Se fosse il “Gattopardo” Leoluca Orlando-don Fabrizio Salina sarebbe il protagonista della rivincita contro il destino crepuscolare fomentato dai rampanti alla Calogero Sedara, specchio di una generazione politica cresciuta senza scuole e militanza. Perché la “zampata” del sindaco di Palermo nasce da una personalità che si è fatta storia collettiva, radicata in Sicilia ma capace di avere un ruolo negli ultimi quarant’anni della politica italiana. Ed è con questo patrimonio politico che Leoluca Orlando ha potuto giocare la carta decisiva per bruciare i concorrenti sul traguardo.

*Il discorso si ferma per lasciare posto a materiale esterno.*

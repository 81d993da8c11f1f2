//! Date helpers for the backend timestamp convention.
//!
//! Dialog date inputs produce `YYYY-MM-DD`. The backend expects UTC
//! ISO-8601 instants, with the lower bound at midnight and the upper bound
//! at the last second of the day. Because the format is fixed-width,
//! lexical comparison of two timestamps agrees with chronological order.

use chrono::{NaiveDate, Utc};

/// Input format of dialog date fields.
pub const DATE_FORMAT: &str = "%Y-%m-%d";

const START_OF_DAY: &str = "T00:00:00Z";
const END_OF_DAY: &str = "T23:59:59Z";

/// Appends the start- or end-of-day time to a `YYYY-MM-DD` date.
pub fn to_backend_timestamp(date: &str, end_of_day: bool) -> String {
    let time = if end_of_day { END_OF_DAY } else { START_OF_DAY };
    format!("{date}{time}")
}

/// Today's date in UTC.
pub fn today() -> NaiveDate {
    Utc::now().date_naive()
}

/// Parses a strict `YYYY-MM-DD` calendar date.
///
/// Returns `None` for anything else. chrono accepts padding spaces, signs
/// and missing zeros, so the input must also equal the canonical rendering
/// of the parsed date; otherwise it would break lexical ordering.
pub fn parse_date(raw: &str) -> Option<NaiveDate> {
    NaiveDate::parse_from_str(raw, DATE_FORMAT)
        .ok()
        .filter(|date| format_date(*date) == raw)
}

/// Formats a date in the input format.
pub fn format_date(date: NaiveDate) -> String {
    date.format(DATE_FORMAT).to_string()
}

/// Renders an ISO-8601 timestamp as `DD/MM/YYYY HH:MM`.
///
/// Returns an empty string for input too short to hold a date and time.
pub fn format_display(iso: &str) -> String {
    match (
        iso.get(0..4),
        iso.get(5..7),
        iso.get(8..10),
        iso.get(11..16),
    ) {
        (Some(year), Some(month), Some(day), Some(time)) => {
            format!("{day}/{month}/{year} {time}")
        }
        _ => String::new(),
    }
}
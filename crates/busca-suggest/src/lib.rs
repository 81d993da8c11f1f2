//! # busca-suggest
//!
//! Field autocomplete for the Busca search interface.
//!
//! Each autocomplete field shows the distinct values ("domain") the index
//! holds for it. Values are fetched once per field from the Solr Terms API,
//! kept in a [`DomainCache`] owned by the page session, and filtered
//! client-side as the user types.
//!
//! ```rust
//! use busca_suggest::suggest;
//!
//! let domain = vec!["DRF São Paulo".to_string(), "DRJ Recife".to_string()];
//! assert_eq!(suggest(&domain, "recife", 20), ["DRJ Recife"]);
//! ```

#![warn(missing_docs)]
#![forbid(unsafe_code)]

pub mod cache;
pub mod error;
pub mod source;
pub mod terms;

pub use cache::{DomainCache, suggest};
pub use error::{Error, Result};
pub use source::{DomainSource, SolrTermsSource};
pub use terms::{SuggestConfig, ensure_suggestible, parse_terms_response, terms_url};
//! Busca CLI
//!
//! Command-line host for the Busca advanced-filter query builder.

#![warn(clippy::all)]
#![forbid(unsafe_code)]

mod cli;
mod commands;
mod config;

use anyhow::Result;
use clap::Parser;
use tracing_subscriber::EnvFilter;

use crate::cli::{Args, Command};
use crate::config::BuscaConfig;

fn init_logging(verbose: bool) {
    let filter = if verbose {
        EnvFilter::new("debug")
    } else {
        EnvFilter::try_from_default_env().unwrap_or_else(|_| EnvFilter::new("warn"))
    };
    tracing_subscriber::fmt()
        .with_env_filter(filter)
        .with_writer(std::io::stderr)
        .init();
}

#[tokio::main]
async fn main() -> Result<()> {
    let args = Args::parse();
    init_logging(args.verbose);

    let config = BuscaConfig::load(args.config.as_deref())?;

    match args.command {
        Command::Compose {
            form,
            term,
            trigger,
            today,
        } => {
            let form = commands::read_form(&form)?;
            let today = commands::resolve_today(today.as_deref())?;
            let query = commands::compose(&config, form, &term, trigger.into(), today)?;
            println!("{query}");
        }
        Command::Escape { field, value } => {
            println!("{}", commands::escape(&config, &field, &value));
        }
        Command::Unescape { value } => {
            println!("{}", commands::unescape_value(&value));
        }
        Command::Suggest { field, term } => {
            for value in commands::suggestions(&config, &field, &term).await? {
                println!("{value}");
            }
        }
        Command::Config { action } => commands::handle_config_command(&config, action)?,
    }

    Ok(())
}
mod apply_flow;
mod ordering;
//! One filters-dialog session: the search boxes, the form and the toggles.
//!
//! `SearchSession` is the boundary a host UI talks to. Every apply attempt
//! composes into a scratch value and only assigns the search boxes once the
//! whole composition succeeded, so a failed attempt leaves them untouched.

use busca_core::{Error, FilterConfig, MatchMode, Result};
use chrono::NaiveDate;

use crate::collector::FilterCollector;
use crate::composer::{ComposedQuery, QueryComposer, SearchBox};
use crate::state::FilterState;

/// Query submitted by an empty header search.
pub const MATCH_ALL: &str = "*:*";

/// Result of an apply attempt, for the host to act on.
#[derive(Debug, Clone, PartialEq, Eq)]
pub enum ApplyOutcome {
    /// The query is ready to submit.
    Submit(ComposedQuery),
    /// Nothing was submitted; show `message` to the user.
    Rejected {
        /// The single message for this attempt.
        message: String,
    },
}

impl ApplyOutcome {
    /// Whether the attempt produced a query.
    pub fn is_submit(&self) -> bool {
        matches!(self, ApplyOutcome::Submit(_))
    }
}

/// State of one dialog session.
#[derive(Debug, Clone)]
pub struct SearchSession {
    collector: FilterCollector,
    composer: QueryComposer,
    header: String,
    dialog: String,
    form: FilterState,
}

impl Default for SearchSession {
    fn default() -> Self {
        Self::new(FilterConfig::default())
    }
}

impl SearchSession {
    /// Creates a session with empty boxes and form.
    pub fn new(config: FilterConfig) -> Self {
        let composer = QueryComposer::new(config.sync_search_boxes);
        Self {
            collector: FilterCollector::new(config),
            composer,
            header: String::new(),
            dialog: String::new(),
            form: FilterState::new(),
        }
    }

    /// Whether the two boxes mirror each other.
    pub fn is_synced(&self) -> bool {
        self.collector.config().sync_search_boxes
    }

    /// Current content of a search box.
    pub fn search_box(&self, which: SearchBox) -> &str {
        match which {
            SearchBox::Header => &self.header,
            SearchBox::Dialog => &self.dialog,
        }
    }

    /// Replaces the content of a box, mirroring it when synced.
    pub fn type_in(&mut self, which: SearchBox, text: &str) {
        self.set_box(which, text.to_string());
        if self.is_synced() {
            self.set_box(which.other(), text.to_string());
        }
    }

    /// The filter form.
    pub fn form(&self) -> &FilterState {
        &self.form
    }

    /// Mutable access to the filter form.
    pub fn form_mut(&mut self) -> &mut FilterState {
        &mut self.form
    }

    /// Advances the toggle of a text field.
    pub fn cycle_toggle(&mut self, field_id: &str) -> MatchMode {
        self.form.modes.cycle(field_id)
    }

    /// Composes the query for an apply triggered from `trigger` without
    /// touching the session.
    pub fn compose(&self, trigger: SearchBox, today: NaiveDate) -> Result<ComposedQuery> {
        let filters = self.collector.collect_string(&self.form, today)?;
        self.composer.apply(
            self.search_box(trigger),
            self.search_box(trigger.other()),
            &filters,
        )
    }

    /// Applies the filters.
    ///
    /// On success the composed query replaces the header box content (and
    /// the dialog box, when synced). On failure neither box changes.
    pub fn apply(&mut self, trigger: SearchBox, today: NaiveDate) -> ApplyOutcome {
        match self.compose(trigger, today) {
            Ok(composed) => {
                self.header = composed.query.clone();
                if self.is_synced() {
                    self.dialog = composed.query.clone();
                }
                log::info!("Filters applied: {}", composed.query);
                ApplyOutcome::Submit(composed)
            }
            Err(err) => ApplyOutcome::Rejected {
                message: rejection_message(&err),
            },
        }
    }

    /// Clears every filter input and resets the toggles.
    ///
    /// The search boxes are kept so the user can refine the same term.
    pub fn clear_all(&mut self) {
        self.form.clear();
        log::debug!("All filters cleared");
    }

    /// Clears the filters and both search boxes.
    pub fn clear_all_including_search(&mut self) {
        self.clear_all();
        self.clear_search();
    }

    /// Clears both search boxes.
    pub fn clear_search(&mut self) {
        self.header.clear();
        self.dialog.clear();
    }

    /// Query for a plain header submit; an empty box searches everything.
    pub fn submit_header(&mut self) -> String {
        if self.header.trim().is_empty() {
            self.header = MATCH_ALL.to_string();
        }
        self.header.clone()
    }

    fn set_box(&mut self, which: SearchBox, text: String) {
        match which {
            SearchBox::Header => self.header = text,
            SearchBox::Dialog => self.dialog = text,
        }
    }
}

fn rejection_message(err: &Error) -> String {
    if err.is_user_facing() {
        log::warn!("Filters rejected: {err}");
    } else {
        log::error!("Failed to apply filters: {err}");
    }
    err.user_message()
}

/// Whether the dialog should open on page load.
///
/// It opens when the request carries neither a `q` nor an `fq` value.
pub fn should_auto_open(q: Option<&str>, fq: Option<&str>) -> bool {
    let present = |v: Option<&str>| v.is_some_and(|s| !s.trim().is_empty());
    !present(q) && !present(fq)
}

#[cfg(test)]
#[allow(clippy::unwrap_used)]
mod tests {
    use super::*;
    use busca_core::error::GENERIC_FAILURE_MESSAGE;

    fn today() -> NaiveDate {
        NaiveDate::from_ymd_opt(2024, 6, 15).unwrap()
    }

    #[test]
    fn test_type_in_mirrors_when_synced() {
        let mut session = SearchSession::default();
        session.type_in(SearchBox::Header, "irpf");
        assert_eq!(session.search_box(SearchBox::Dialog), "irpf");
    }

    #[test]
    fn test_type_in_without_sync() {
        let mut session = SearchSession::new(FilterConfig {
            sync_search_boxes: false,
            ..Default::default()
        });
        session.type_in(SearchBox::Header, "irpf");
        assert_eq!(session.search_box(SearchBox::Dialog), "");
    }

    #[test]
    fn test_apply_assigns_boxes() {
        let mut session = SearchSession::default();
        session.type_in(SearchBox::Dialog, "restituição");
        session.form_mut().numeric.to = "1000".to_string();

        let outcome = session.apply(SearchBox::Dialog, today());
        assert!(outcome.is_submit());
        let expected = "restituição valor_processo_d:[* TO 1000]";
        assert_eq!(session.search_box(SearchBox::Header), expected);
        assert_eq!(session.search_box(SearchBox::Dialog), expected);
    }

    #[test]
    fn test_apply_without_criteria_leaves_boxes() {
        let mut session = SearchSession::default();
        let outcome = session.apply(SearchBox::Dialog, today());
        assert_eq!(
            outcome,
            ApplyOutcome::Rejected {
                message: "no criteria provided".to_string()
            }
        );
        assert_eq!(session.search_box(SearchBox::Header), "");
    }

    #[test]
    fn test_validation_failure_leaves_boxes() {
        let mut session = SearchSession::default();
        session.type_in(SearchBox::Header, "irpf");
        *session.form_mut() = FilterState::new().with_dates(
            "dt_juntada_tdt",
            "2024-06-01",
            "2024-01-01",
        );

        let outcome = session.apply(SearchBox::Dialog, today());
        assert_eq!(
            outcome,
            ApplyOutcome::Rejected {
                message: "Data da Juntada: inverted range".to_string()
            }
        );
        assert_eq!(session.search_box(SearchBox::Header), "irpf");
        assert_eq!(session.search_box(SearchBox::Dialog), "irpf");
    }

    #[test]
    fn test_internal_failure_is_generic() {
        let mut session = SearchSession::default();
        *session.form_mut() = FilterState::new().with_text("nao_existe_s", "x", MatchMode::Exact);
        let outcome = session.apply(SearchBox::Dialog, today());
        assert_eq!(
            outcome,
            ApplyOutcome::Rejected {
                message: GENERIC_FAILURE_MESSAGE.to_string()
            }
        );
    }

    #[test]
    fn test_clear_all_keeps_search_term() {
        let mut session = SearchSession::default();
        session.type_in(SearchBox::Dialog, "irpf");
        session.form_mut().text.insert("titulo_s".into(), "x".into());
        assert_eq!(session.cycle_toggle("titulo_s"), MatchMode::Excludes);

        session.clear_all();
        assert_eq!(session.form(), &FilterState::new());
        assert_eq!(session.form().modes.mode("titulo_s"), MatchMode::Contains);
        assert_eq!(session.search_box(SearchBox::Dialog), "irpf");

        session.clear_all_including_search();
        assert_eq!(session.search_box(SearchBox::Dialog), "");
        assert_eq!(session.search_box(SearchBox::Header), "");
    }

    #[test]
    fn test_submit_header_match_all() {
        let mut session = SearchSession::default();
        assert_eq!(session.submit_header(), MATCH_ALL);
        session.type_in(SearchBox::Header, "irpf");
        assert_eq!(session.submit_header(), "irpf");
    }

    #[test]
    fn test_should_auto_open() {
        assert!(should_auto_open(None, None));
        assert!(should_auto_open(Some("  "), Some("")));
        assert!(!should_auto_open(Some("irpf"), None));
        assert!(!should_auto_open(None, Some("situacao_s:ATIVO")));
    }
}
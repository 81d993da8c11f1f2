//! Busca advanced search query builder — umbrella crate.
//!
//! This crate re-exports all Busca components for convenience.
//! Use feature flags to enable specific functionality.

#![doc = include_str!("../README.md")]

pub use busca_core as core;
pub use busca_query as query;

#[cfg(feature = "suggest")]
pub use busca_suggest as suggest;
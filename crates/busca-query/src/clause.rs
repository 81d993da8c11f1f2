//! Query-language clauses and fragments.
//!
//! The grammar produced is fixed for backend compatibility:
//!
//! | Clause | Form |
//! |--------|------|
//! | Range | `field:[<from> TO <to>]` |
//! | Contains | `field:*<value>*` |
//! | Excludes | `-field:*<value>*` |
//! | Exact | `field:"<value>"` |
//!
//! `*` doubles as the open-bound token in ranges. Values inside text clauses
//! are expected to be escaped already.

use std::fmt;

use busca_core::MatchMode;

/// Open-bound token for ranges.
pub const OPEN_BOUND: &str = "*";

/// One self-contained clause constraining a single field.
#[derive(Debug, Clone, PartialEq, Eq)]
pub enum Clause {
    /// Inclusive range.
    Range {
        /// Field id.
        field: String,
        /// Lower bound or `*`.
        from: String,
        /// Upper bound or `*`.
        to: String,
    },
    /// Text match in the given mode.
    Text {
        /// Field id.
        field: String,
        /// Escaped value.
        value: String,
        /// Match mode.
        mode: MatchMode,
    },
}

impl Clause {
    /// Creates a range clause.
    pub fn range<F, A, B>(field: F, from: A, to: B) -> Self
    where
        F: Into<String>,
        A: Into<String>,
        B: Into<String>,
    {
        Clause::Range {
            field: field.into(),
            from: from.into(),
            to: to.into(),
        }
    }

    /// Creates a text clause from an already escaped value.
    pub fn text<F: Into<String>, V: Into<String>>(field: F, value: V, mode: MatchMode) -> Self {
        Clause::Text {
            field: field.into(),
            value: value.into(),
            mode,
        }
    }

    /// Field this clause constrains.
    pub fn field(&self) -> &str {
        match self {
            Clause::Range { field, .. } | Clause::Text { field, .. } => field,
        }
    }

    /// The clause followed by the fragment separator.
    pub fn to_piece(&self) -> String {
        format!("{self} ")
    }
}

impl fmt::Display for Clause {
    fn fmt(&self, f: &mut fmt::Formatter<'_>) -> fmt::Result {
        match self {
            Clause::Range { field, from, to } => write!(f, "{field}:[{from} TO {to}]"),
            Clause::Text { field, value, mode } => match mode {
                MatchMode::Contains => write!(f, "{field}:*{value}*"),
                MatchMode::Excludes => write!(f, "-{field}:*{value}*"),
                MatchMode::Exact => write!(f, "{field}:\"{value}\""),
            },
        }
    }
}

/// Ordered clauses produced for one apply action.
#[derive(Debug, Clone, Default, PartialEq, Eq)]
pub struct QueryFragment {
    clauses: Vec<Clause>,
}

impl QueryFragment {
    /// Creates an empty fragment.
    pub fn new() -> Self {
        Self::default()
    }

    /// Appends a clause.
    pub fn push(&mut self, clause: Clause) {
        self.clauses.push(clause);
    }

    /// Whether no clause was emitted.
    pub fn is_empty(&self) -> bool {
        self.clauses.is_empty()
    }

    /// Number of clauses.
    pub fn len(&self) -> usize {
        self.clauses.len()
    }

    /// Clauses in emission order.
    pub fn clauses(&self) -> &[Clause] {
        &self.clauses
    }
}

impl Extend<Clause> for QueryFragment {
    fn extend<T: IntoIterator<Item = Clause>>(&mut self, iter: T) {
        self.clauses.extend(iter);
    }
}

impl fmt::Display for QueryFragment {
    fn fmt(&self, f: &mut fmt::Formatter<'_>) -> fmt::Result {
        let joined: String = self.clauses.iter().map(Clause::to_piece).collect();
        f.write_str(joined.trim_end())
    }
}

Con l’abilità di un Gattopardo ancora libero di cacciare, ha raccontato di una città in movimento che si è spogliata di stereotipi e lupare, come lui si è disfatto dei simboli dei partiti. Una città che riconquista spazi urbani per esaltare la bellezza trascurata, senza rinunciare allo slancio moderno delle città europea.

Il riconoscimento “Capitale della cultura italiana” non è solo l’intramontabile e compassionevole incoraggiamento al riscatto sudista. No, qui c’è altro. Una Palermo ambiziosa che sta ricostruendo un’identità smarrita. Quella nobile e fiera della sua diversità, estuario di culture che riaffiorano dalla storia.

Orlando in questi anni ha riaperto le danze. Come un Gattopardo che non vuole più aspettare l’invito di Angelica per ballare il valzer.